En revanche, Brugeilles et al. (2002) ; Dionne (2009) insistent sur le fait queles équipes mixtes donnent davantage de visibilité aux filles et aux femmes sans pour autant délaisser les personnages masculins. D’après Brugeilles et al., ce ne sont d’ailleurs que les équipes mixtes qui mettent en avant les petites filles, leur confiant davantage le rôle d’héroïne. La mixité serait donc au service de l’égalité entre les filles et les garçons chez les créateurs et créatrices de livres de littérature de jeunesse. Cependant, comme au sein des établissements scolaires, cette mixité est insuffisante. D’ailleurs, la même étude nuance la plus grande visibilité des femmes adultes chez les équipes mixtes : elle serait liée à une surreprésentation des mères.
Si le sexe des créateurs de littérature de jeunesse n’influence que très peu la présence ou non de stéréotypes de genre dans un ouvrage, il se peut qu’il y ait plus ou moins de stéréotypes en fonction du contexte historique de sa publication, notamment suite à la récente implication de l’Education nationale dans promotion de l’égalité entre les filles et les garçons.

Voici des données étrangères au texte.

//! Header-plus-rows spreadsheet table, read from and written to `.xlsx`
//! workbooks or CSV files.

use std::io::Cursor;
use std::path::Path;

use calamine::{Data, Reader, Xlsx};
use csv::{ReaderBuilder, WriterBuilder};
use rust_xlsxwriter::Workbook;

use crate::error::{AppResult, LabError};

const UTF8_BOM: &[u8] = b"\xEF\xBB\xBF";

/// File format of an exchanged spreadsheet.
#[derive(Debug, Clone, Copy, PartialEq, Eq, Default)]
pub enum SpreadsheetFormat {
    /// Excel workbook; the first worksheet holds the table.
    #[default]
    Xlsx,
    Csv,
}

impl SpreadsheetFormat {
    pub fn extension(self) -> &'static str {
        match self {
            SpreadsheetFormat::Xlsx => "xlsx",
            SpreadsheetFormat::Csv => "csv",
        }
    }

    pub fn content_type(self) -> &'static str {
        match self {
            SpreadsheetFormat::Xlsx => "application/vnd.ms-excel",
            SpreadsheetFormat::Csv => "text/csv",
        }
    }

    /// Format named by a file's extension, if it is one we read.
    pub fn from_filename(filename: &str) -> Option<Self> {
        let extension = Path::new(filename).extension()?.to_str()?;
        [SpreadsheetFormat::Xlsx, SpreadsheetFormat::Csv]
            .into_iter()
            .find(|f| extension.eq_ignore_ascii_case(f.extension()))
    }
}

/// Text of a workbook cell. Numbers print without a trailing `.0`.
fn cell_text(cell: &Data) -> String {
    match cell {
        Data::Empty => String::new(),
        Data::String(s) => s.trim().to_string(),
        Data::Float(f) => f.to_string(),
        Data::Int(i) => i.to_string(),
        Data::Bool(b) => b.to_string(),
        other => other.to_string().trim().to_string(),
    }
}

/// A cell is written as a number only when its text survives the trip back.
fn as_number(cell: &str) -> Option<f64> {
    cell.parse::<f64>()
        .ok()
        .filter(|f| f.is_finite() && f.to_string() == cell)
}

/// A parsed spreadsheet: one header row, then one row per run.
#[derive(Debug, Clone, Default, PartialEq, Eq)]
pub struct Table {
    pub headers: Vec<String>,
    pub rows: Vec<Vec<String>>,
}

impl Table {
    pub fn new(headers: Vec<String>) -> Self {
        Self {
            headers,
            rows: Vec::new(),
        }
    }

    pub fn parse(format: SpreadsheetFormat, bytes: &[u8]) -> AppResult<Self> {
        match format {
            SpreadsheetFormat::Xlsx => Self::from_xlsx(bytes),
            SpreadsheetFormat::Csv => Self::from_csv(bytes),
        }
    }

    pub fn encode(&self, format: SpreadsheetFormat) -> AppResult<Vec<u8>> {
        match format {
            SpreadsheetFormat::Xlsx => self.to_xlsx(),
            SpreadsheetFormat::Csv => self.to_csv(),
        }
    }

    /// Read the first worksheet of a workbook. The first used row is the
    /// header; blank rows are skipped.
    pub fn from_xlsx(bytes: &[u8]) -> AppResult<Self> {
        let mut workbook: Xlsx<_> = Xlsx::new(Cursor::new(bytes))?;
        let range = workbook
            .worksheet_range_at(0)
            .ok_or_else(|| LabError::validation("The workbook has no worksheet."))??;

        let mut rows = range.rows();
        let headers: Vec<String> = rows
            .next()
            .map(|row| row.iter().map(cell_text).collect())
            .unwrap_or_default();
        if headers.iter().all(String::is_empty) {
            return Err(LabError::validation("The dataset has no header row."));
        }

        let rows = rows
            .map(|row| row.iter().map(cell_text).collect::<Vec<_>>())
            .filter(|row| !row.iter().all(String::is_empty))
            .collect();
        Ok(Self { headers, rows })
    }

    /// Write the table to the first worksheet of a new workbook.
    pub fn to_xlsx(&self) -> AppResult<Vec<u8>> {
        let mut workbook = Workbook::new();
        let sheet = workbook.add_worksheet();
        for (r, cells) in std::iter::once(&self.headers).chain(&self.rows).enumerate() {
            let r = u32::try_from(r)
                .map_err(|_| LabError::validation("Too many rows for a worksheet."))?;
            for (c, cell) in cells.iter().enumerate() {
                let c = u16::try_from(c)
                    .map_err(|_| LabError::validation("Too many columns for a worksheet."))?;
                match as_number(cell) {
                    Some(number) if r > 0 => sheet.write_number(r, c, number)?,
                    _ => sheet.write_string(r, c, cell.as_str())?,
                };
            }
        }
        Ok(workbook.save_to_buffer()?)
    }

    /// Parse CSV bytes. Short rows are padded with empty cells; rows longer
    /// than the header are rejected.
    pub fn from_csv(bytes: &[u8]) -> AppResult<Self> {
        let bytes = bytes.strip_prefix(UTF8_BOM).unwrap_or(bytes);
        let mut reader = ReaderBuilder::new()
            .has_headers(true)
            .flexible(true)
            .from_reader(bytes);

        let headers: Vec<String> = reader
            .headers()?
            .iter()
            .map(|h| h.trim().to_string())
            .collect();
        if headers.iter().all(String::is_empty) {
            return Err(LabError::validation("The dataset has no header row."));
        }

        let mut rows = Vec::new();
        for (index, record) in reader.records().enumerate() {
            let record = record?;
            if record.len() > headers.len() {
                return Err(LabError::validation(format!(
                    "Row {} has {} cells but the header has {} columns.",
                    index + 2,
                    record.len(),
                    headers.len()
                )));
            }
            let mut row: Vec<String> = record.iter().map(|c| c.trim().to_string()).collect();
            if row.iter().all(String::is_empty) {
                continue;
            }
            row.resize(headers.len(), String::new());
            rows.push(row);
        }
        Ok(Self { headers, rows })
    }

    pub fn to_csv(&self) -> AppResult<Vec<u8>> {
        let mut writer = WriterBuilder::new().from_writer(Vec::new());
        writer.write_record(&self.headers)?;
        for row in &self.rows {
            writer.write_record(row)?;
        }
        writer
            .into_inner()
            .map_err(|e| LabError::Io(e.into_error()))
    }

    pub fn column_index(&self, name: &str) -> Option<usize> {
        self.headers.iter().position(|h| h == name)
    }

    /// Append a column with the same value in every row.
    pub fn push_column(&mut self, name: &str, fill: &str) {
        self.headers.push(name.to_string());
        for row in &mut self.rows {
            row.push(fill.to_string());
        }
    }
}

#[cfg(test)]
mod tests {
    use super::*;

    #[test]
    fn test_parse_pads_short_rows_and_skips_blank_lines() {
        let table = Table::from_csv(b"\xEF\xBB\xBFrun_id,temp,note\n,7\n\n3, 8 ,x\n").unwrap();
        assert_eq!(table.headers, vec!["run_id", "temp", "note"]);
        assert_eq!(
            table.rows,
            vec![
                vec!["".to_string(), "7".to_string(), "".to_string()],
                vec!["3".to_string(), "8".to_string(), "x".to_string()],
            ]
        );
    }

    #[test]
    fn test_long_row_rejected() {
        let err = Table::from_csv(b"temp\n1,2\n").unwrap_err();
        assert!(err.to_string().contains("Row 2"));
    }

    #[test]
    fn test_xlsx_keeps_text_and_numbers() {
        let mut table = Table::new(vec!["run_id".into(), "temp".into(), "code".into()]);
        table.rows.push(vec!["".into(), "7,5".into(), "007".into()]);
        table.rows.push(vec!["12".into(), "-3.25".into(), "NaOH".into()]);

        let bytes = table.to_xlsx().unwrap();
        assert_eq!(&bytes[..2], b"PK");
        assert_eq!(Table::from_xlsx(&bytes).unwrap(), table);
    }

    #[test]
    fn test_garbage_is_not_a_workbook() {
        let err = Table::from_xlsx(b"run_id,temp\n,1\n").unwrap_err();
        assert_eq!(err.status_code(), 400);
    }

    #[test]
    fn test_format_from_filename() {
        assert_eq!(
            SpreadsheetFormat::from_filename("runs.XLSX"),
            Some(SpreadsheetFormat::Xlsx)
        );
        assert_eq!(
            SpreadsheetFormat::from_filename("runs.csv"),
            Some(SpreadsheetFormat::Csv)
        );
        assert_eq!(SpreadsheetFormat::from_filename("runs.xls"), None);
        assert_eq!(SpreadsheetFormat::from_filename("xlsx"), None);
    }

    #[test]
    fn test_quoted_comma_survives_write() {
        let mut table = Table::new(vec!["run_id".into(), "temp".into()]);
        table.rows.push(vec!["1".into(), "7,5".into()]);
        let bytes = table.to_csv().unwrap();
        assert_eq!(String::from_utf8(bytes.clone()).unwrap(), "run_id,temp\n1,\"7,5\"\n");
        assert_eq!(Table::from_csv(&bytes).unwrap(), table);
    }
}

Evolution des stéréotypes de genre dans la littérature de jeunesse

Dionne (2009) s’est intéressée à l’évolution des stéréotypes de genre dans la littérature de jeunesse au cours des année. Celle-ci émettait alors comme hypothèse que le nombre de stéréotypes de genre diminuent au fil des années, les livres de littérature de jeunesse évoluant parallèlement à la société. Elle a alors analysé 19 livres de littérature jeunesse publiés en français ayant reçu le Prix du Gouverneur général du Canada dans la catégorie illustration, entre 1987 et 2006.
Pour comparer la présence des stéréotypes de genre selon les années. Celle-ci a mené son étude sur deux périodes. Dans un premier temps, sur les années 1987-1996, puis, sur les années 1997-2006. La chercheuse s’est notamment intéressée aux stéréotypes de genre liés aux activités domestiques. Elle n’a alors pas ou peu relevé d’évolution. Elle explique même que plus les années passent, moins on retrouve de personnages masculins qui sont représentés avec un accessoire servant à accomplir une activité domestique.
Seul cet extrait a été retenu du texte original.